Procedural difficulty was a major concern. This was largely due to the limitations of the prototype device and inexperience of the operators with the technique; but also largely due to the limitations of the available imaging modalities. Fluoroscopic imaging was adequate for initial positioning of the therapy catheter and orientation of its suction/needle capture window as well as deployment of the suture fastener. Assessment of the leaflets during device deployment was dependent on TEE imaging. Although two-dimensional TEE was sufficient to guide the procedure in a general way, it was severely limited in guiding and assessing mitral leaflet capture particularly. Although not available during the study period, 3D TEE may have proven useful. Although successful capture of both leaflets by an initial suture could be appreciated by the appearance of a double orifice, subsequent placement of additional sutures were increasingly difficult to evaluate.
Surgical edge-to-edge repair generally involves a mattress suture or running suture along a short length of the leaflets.
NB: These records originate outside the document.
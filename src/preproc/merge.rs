//! Tree merge algebra.
//!
//! Includes and templates are overlaid onto the document with `merge`; the
//! `:REPLACE` key attribute turns the additive overlay into an assertive
//! override, anchored at whichever side declares it. Shorthand forms are
//! wrapped into their normal form before any merge so that both sides always
//! have the same shape.

use crate::preproc::node::{key_attribute, Node};

const REPLACE: &str = "REPLACE";

/// Merge `from` into `to`.
///
/// Mappings merge per key, sequences append, everything else replaces. A
/// `:REPLACE` attribute on the destination key keeps the destination as-is;
/// on the source key it overwrites the destination without merging.
pub fn merge(from: &Node, to: &mut Node) {
    if from.is_null() {
        return;
    }

    if from.as_mapping().is_some() && to.as_mapping().is_some() {
        let from_entries = from.as_mapping().unwrap();
        for (from_key, from_val) in from_entries {
            let (base, from_attr) = key_attribute(from_key);
            let found = to.find(base).map(|(idx, attr)| (idx, attr == REPLACE));

            match found {
                Some((_, true)) => {
                    // keep the destination with its attribute
                }
                Some((idx, _)) if from_attr == REPLACE => {
                    let entries = to.as_mapping_mut().unwrap();
                    entries[idx] = (base.to_string(), clone_stripped(from_val));
                }
                Some((idx, _)) => {
                    let entries = to.as_mapping_mut().unwrap();
                    merge(from_val, &mut entries[idx].1);
                }
                None => {
                    let value = if from_attr == REPLACE {
                        clone_stripped(from_val)
                    } else {
                        let mut slot = Node::Null;
                        merge(from_val, &mut slot);
                        slot
                    };
                    to.as_mapping_mut()
                        .unwrap()
                        .push((base.to_string(), value));
                }
            }
        }
    } else if from.as_sequence().is_some() && to.as_sequence().is_some() {
        let items = to.as_sequence_mut().unwrap();
        for item in from.as_sequence().unwrap() {
            items.push(clone_stripped(item));
        }
    } else {
        *to = clone_stripped(from);
    }
}

/// Deep copy that strips the attribute from every mapping key. Attributes
/// are a merge-time signal, not content.
pub fn clone_stripped(node: &Node) -> Node {
    match node {
        Node::Mapping(entries) => Node::Mapping(
            entries
                .iter()
                .map(|(k, v)| (key_attribute(k).0.to_string(), clone_stripped(v)))
                .collect(),
        ),
        other => other.clone(),
    }
}

/// Rename every mapping key to its base name, descending through mappings
/// only. Sequences act as a barrier; the driver trims each target's node
/// separately.
pub fn trim_attributes(node: &mut Node) {
    if let Some(entries) = node.as_mapping_mut() {
        for (key, value) in entries.iter_mut() {
            let base = key_attribute(key).0;
            if base.len() != key.len() {
                *key = base.to_string();
            }
            trim_attributes(value);
        }
    }
}

fn has_key(node: &Node, key: &str) -> bool {
    node.get(key).is_some() || node.get(&format!("{key}:{REPLACE}")).is_some()
}

fn wrap_configs_value(node: &mut Node) {
    if has_key(node, "global") || has_key(node, "configurations") {
        return;
    }

    let inner = std::mem::replace(node, Node::Null);
    *node = Node::Mapping(vec![("global".to_string(), inner)]);
}

fn wrap_visibility_value(node: &mut Node) {
    let has_specifier = ["default", "public", "private", "interface"]
        .iter()
        .any(|key| has_key(node, key));

    if has_specifier {
        for key in ["default", "public", "private", "interface"] {
            wrap_configs(node, key);
        }
    } else {
        wrap_configs_value(node);
        let inner = std::mem::replace(node, Node::Null);
        *node = Node::Mapping(vec![("default".to_string(), inner)]);
    }
}

/// Lift `map[key]` into `{global: ...}` normal form unless it already names
/// `global` or `configurations`. The `key:REPLACE` variant is wrapped too,
/// keeping its attribute.
pub fn wrap_configs(map: &mut Node, key: &str) {
    for key in [key.to_string(), format!("{key}:{REPLACE}")] {
        if let Some(value) = map.get_mut(&key) {
            wrap_configs_value(value);
        }
    }
}

/// Lift `map[key]` into `{default: {global: ...}}` normal form; a node that
/// already names a visibility bucket only gets its buckets config-wrapped.
pub fn wrap_visibility(map: &mut Node, key: &str) {
    for key in [key.to_string(), format!("{key}:{REPLACE}")] {
        if let Some(value) = map.get_mut(&key) {
            wrap_visibility_value(value);
        }
    }
}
The percutaneous suture repair procedure failed to reproduce the results of surgical suture repair. Sutures were not accurately placed, not necessarily adjacent to one another, typically did not penetrate the full thickness of the leaflets, and were sometimes placed asymmetrically in the two mitral leaflets, potentially worsening mitral coaptation and limiting durability. Even when symmetrically placed, a single percutaneous suture generally did not result in adequate coaptation. It was apparent that multiple sutures were likely required to cover the whole area of malcoaptation. However, placement of multiple sutures increased the technical complexity and echo guidance was even more problematic. Moreover, even successful placement of two or three sutures was associated with dehiscence at follow-up. In addition, the definition of success was a minimalistic one; reduction in MR grade ≥1. Although this may be valid in terms of device development, this does not meet the standards of determining successful surgical repair.
Limited durability was related to multiple factors including: the small tissue bites obtained with the design constraints of the therapy catheter; asymmetric suture placement and the design of the guiding catheter which was limited in its degrees of freedom with only one-plane steerability. The lack of a reinforcing annuloplasty ring may have contributed to suture dehiscence, as this is considered to be a factor involved in durability of surgical valve repair.
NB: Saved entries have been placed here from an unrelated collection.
//! Package resolution and fetching.
//!
//! The resolver diffs the desired package list against the lockfile and
//! fetches what changed. Fetching must leave the workspace consistent even
//! when a step fails halfway: the old work tree and its `.git/modules`
//! entry are renamed aside first and restored on any failure, so a package
//! is never observed half-fetched. Failures are isolated per package.

use std::path::{Path, PathBuf};

use crate::errors::Error;
use crate::resolver::version;
use crate::util::fs;
use crate::vcs::git::{is_commit, Git};

pub use crate::config::model::FetchStrategy;

const GIT_MODULES: &str = ".git/modules";
const BACKUP_SUFFIX: &str = ".bak";

/// A desired or resolved package. Before fetching, `version` is whatever
/// the user wrote; after fetching it is the resolved commit hash, while
/// `original_version` keeps the user-facing spec for drift detection.
#[derive(Debug, Clone, PartialEq, Eq)]
pub struct Package {
    pub strategy: FetchStrategy,
    pub path: PathBuf,
    pub url: String,
    pub version: String,
    pub original_version: String,
}

/// Fetches packages into a working directory through a git client.
pub struct Fetcher<'a, G: Git> {
    root: PathBuf,
    git: &'a G,
}

impl<'a, G: Git> Fetcher<'a, G> {
    pub fn new(root: impl Into<PathBuf>, git: &'a G) -> Self {
        Fetcher {
            root: root.into(),
            git,
        }
    }

    /// Drop resolved packages that left the config, removing their trees.
    pub fn cleanup(&self, pkgs: &[Package], resolved_pkgs: &[Package]) -> Vec<Package> {
        let mut result = Vec::new();

        for resolved in resolved_pkgs {
            if contains(pkgs, &resolved.path) {
                result.push(resolved.clone());
            } else {
                self.remove(resolved);
            }
        }

        result
    }

    /// Resolve desired packages against the lockfile: fetch what changed,
    /// refetch what disappeared from disk, reuse the rest.
    pub fn resolve(
        &self,
        pkgs: &[Package],
        resolved_pkgs: &[Package],
        errors: &mut Vec<Error>,
    ) -> Vec<Package> {
        let mut result = Vec::new();

        for pkg in pkgs {
            let resolved = find(resolved_pkgs, &pkg.path);

            match resolved {
                Some(resolved)
                    if resolved.original_version == pkg.original_version
                        && resolved.strategy == pkg.strategy =>
                {
                    if fs::is_empty(&self.root.join(&pkg.path)) {
                        // resolved before, but missing on disk
                        tracing::debug!("fetch resolved package: {}", resolved.url);
                        if self.fetch(resolved, errors).is_some() {
                            result.push(resolved.clone());
                        }
                    } else {
                        tracing::debug!(
                            "package already resolved and exists: {}",
                            resolved.path.display()
                        );
                        result.push(resolved.clone());
                    }
                }
                _ => {
                    // not resolved yet, or the version or strategy drifted
                    tracing::debug!("fetch new package: {}", pkg.url);
                    if let Some(fetched) = self.fetch(pkg, errors) {
                        result.push(fetched);
                    }
                }
            }
        }

        result
    }

    /// Refetch the given packages, or all of them when `paths` is empty.
    pub fn update(
        &self,
        pkgs: &[Package],
        paths: &[PathBuf],
        errors: &mut Vec<Error>,
    ) -> Vec<Package> {
        let mut result = Vec::new();

        if paths.is_empty() {
            for pkg in pkgs {
                tracing::debug!("update package: {}", pkg.url);
                if let Some(fetched) = self.fetch(pkg, errors) {
                    result.push(fetched);
                }
            }

            return result;
        }

        for path in paths {
            match pkgs.iter().find(|pkg| fs::is_equal(path, &pkg.path)) {
                Some(pkg) => {
                    tracing::debug!("update package: {}", pkg.url);
                    if let Some(fetched) = self.fetch(pkg, errors) {
                        result.push(fetched);
                    }
                }
                None => {
                    tracing::debug!("package not found: {}", path.display());
                    errors.push(Error::PackageNotFound { path: path.clone() });
                }
            }
        }

        result
    }

    fn fetch(&self, pkg: &Package, errors: &mut Vec<Error>) -> Option<Package> {
        assert!(
            fs::is_sub(&pkg.path, &self.root),
            "fetching packages into paths outside of the working dir is prohibited: {}",
            pkg.path.display()
        );

        self.backup(pkg);

        let mut status;
        match pkg.strategy {
            FetchStrategy::Submodule => {
                if pkg.version.is_empty() {
                    tracing::trace!("add submodule: {}", pkg.url);
                    status = self.git.submodule_add(&pkg.path, &pkg.url);
                } else if version::is_valid(&pkg.version) {
                    let Some(tag) = self.find_tag(pkg, errors) else {
                        self.backup_restore(pkg);
                        return None;
                    };

                    tracing::trace!("add submodule: {}\n\ttag: {}", pkg.url, tag);
                    status = self.git.submodule_add(&pkg.path, &pkg.url);
                    status |= self.git.reset_hard(&pkg.path, &tag);
                } else {
                    // a branch name or a commit hash
                    tracing::trace!("add submodule: {}\n\tref: {}", pkg.url, pkg.version);
                    status = self.git.submodule_add(&pkg.path, &pkg.url);
                    status |= self.git.reset_hard(&pkg.path, &pkg.version);
                }

                // pull nested submodules
                status |= self.git.submodule_init(&pkg.path);
            }
            FetchStrategy::Clone => {
                if pkg.version.is_empty() {
                    tracing::trace!("shallow clone: {}", pkg.url);
                    status = self.git.clone_shallow(&pkg.path, &pkg.url);
                } else if is_commit(&pkg.version, true) {
                    tracing::trace!("full clone: {}\n\tcommit: {}", pkg.url, pkg.version);
                    status = self.git.clone_full(&pkg.path, &pkg.url);
                    status |= self.git.reset_hard(&pkg.path, &pkg.version);
                } else if version::is_valid(&pkg.version) {
                    let Some(tag) = self.find_tag(pkg, errors) else {
                        self.backup_restore(pkg);
                        return None;
                    };

                    tracing::trace!("clone branch: {}\n\ttag: {}", pkg.url, tag);
                    status = self.git.clone_branch(&pkg.path, &pkg.url, &tag);
                } else {
                    tracing::trace!("clone branch: {}\n\tbranch: {}", pkg.url, pkg.version);
                    status = self.git.clone_branch(&pkg.path, &pkg.url, &pkg.version);
                }
            }
        }

        if status != 0 {
            tracing::debug!("can't fetch package: {}\n\texit status: {}", pkg.url, status);
            errors.push(Error::PackageFetchError {
                url: pkg.url.clone(),
                status,
            });

            self.backup_restore(pkg);
            return None;
        }

        tracing::trace!("resolve commit hash of the current HEAD: {}", pkg.path.display());
        let commit = match self.git.resolve_ref(&pkg.path, "HEAD") {
            Ok(commit) => commit,
            Err(status) => {
                tracing::debug!(
                    "can't resolve commit hash of current HEAD: {}\n\texit status: {}",
                    pkg.path.display(),
                    status
                );
                errors.push(Error::PackageVersionResolutionError {
                    origin: pkg.path.display().to_string(),
                    subject: status.to_string(),
                });

                self.backup_restore(pkg);
                return None;
            }
        };

        // a full clone leaves a .git directory behind; a submodule's .git
        // *file* must be preserved
        if self.root.join(&pkg.path).join(".git").is_dir() {
            fs::remove_all(&self.root, &pkg.path.join(".git"));
        }

        let resolved = Package {
            strategy: pkg.strategy,
            path: pkg.path.clone(),
            url: pkg.url.clone(),
            version: commit,
            original_version: pkg.original_version.clone(),
        };

        tracing::debug!(
            "resolved package\n\tpath: {}\n\turl: {}\n\tcommit: {}",
            resolved.path.display(),
            resolved.url,
            resolved.version
        );

        self.backup_remove(pkg);
        Some(resolved)
    }

    fn find_tag(&self, pkg: &Package, errors: &mut Vec<Error>) -> Option<String> {
        tracing::trace!("get all remote tags: {}", pkg.url);
        let tags = match self.git.remote_tags(&pkg.url) {
            Ok(tags) => tags,
            Err(_) => {
                tracing::debug!("can't get remote tags: {}", pkg.url);
                errors.push(Error::PackageVersionResolutionError {
                    origin: pkg.url.clone(),
                    subject: pkg.version.clone(),
                });
                return None;
            }
        };

        tracing::trace!("find tag by version: {}", pkg.version);
        match version::find_tag(&pkg.version, &tags, false) {
            Some(tag) => Some(tag),
            None => {
                tracing::debug!(
                    "can't find tag by version: {}\n\turl: {}",
                    pkg.version,
                    pkg.url
                );
                errors.push(Error::PackageVersionResolutionError {
                    origin: pkg.url.clone(),
                    subject: pkg.version.clone(),
                });
                None
            }
        }
    }

    fn remove(&self, pkg: &Package) {
        if !self.root.join(&pkg.path).exists() {
            return;
        }

        self.git.submodule_deinit(&pkg.path);
        self.git.remove(&pkg.path);

        fs::remove_all(&self.root, &Path::new(GIT_MODULES).join(&pkg.path));
        fs::remove_all(&self.root, &pkg.path);
    }

    fn backup(&self, pkg: &Package) {
        let modules_path = Path::new(GIT_MODULES).join(&pkg.path);
        fs::rename(&self.root, &modules_path, &backup_path(&modules_path));
        fs::rename(&self.root, &pkg.path, &backup_path(&pkg.path));
        self.remove(pkg);
    }

    fn backup_remove(&self, pkg: &Package) {
        let modules_path = Path::new(GIT_MODULES).join(&pkg.path);
        fs::remove_all(&self.root, &backup_path(&modules_path));
        fs::remove_all(&self.root, &backup_path(&pkg.path));
    }

    fn backup_restore(&self, pkg: &Package) {
        self.remove(pkg);

        let modules_path = Path::new(GIT_MODULES).join(&pkg.path);
        fs::rename(&self.root, &backup_path(&modules_path), &modules_path);
        fs::rename(&self.root, &backup_path(&pkg.path), &pkg.path);
    }
}

/// Combine lockfile entries: `to` wins, `from` fills in missing paths.
pub fn merge(from: &[Package], to: &[Package]) -> Vec<Package> {
    let mut result = to.to_vec();

    for pkg in from {
        if !contains(&result, &pkg.path) {
            result.push(pkg.clone());
        }
    }

    result
}

fn find<'a>(pkgs: &'a [Package], path: &Path) -> Option<&'a Package> {
    pkgs.iter().find(|pkg| pkg.path == path)
}

fn contains(pkgs: &[Package], path: &Path) -> bool {
    find(pkgs, path).is_some()
}

fn backup_path(path: &Path) -> PathBuf {
    PathBuf::from(format!("{}{}", path.display(), BACKUP_SUFFIX))
}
A suture-based system was thought to have advantages over the alternative Evalve clip-based system. Sutures are less bulky, and offer the potential for accurate placement of multiple sutures and more complex repair procedures. However, a large clip is relatively easily visualised on echocardiography and fluoroscopy. The opposing arms of a clip facilitate symmetrical grasping of opposing leaflet segments. In addition, a clip may be applied, evaluated, released and reapplied with a relatively low risk of damaging the valve14,16.
In summary, percutaneous endovascular suture based cardiac repair is feasible. Clinical application in the setting of mitral edge-to-edge repair was limited – largely by technical difficulties, inadequacies of current imaging modalities and suture dehiscence – and consequently this particular device is no longer being pursued. Still, it remains possible that similar approaches may enable more sophisticated endovascular repair procedures in future.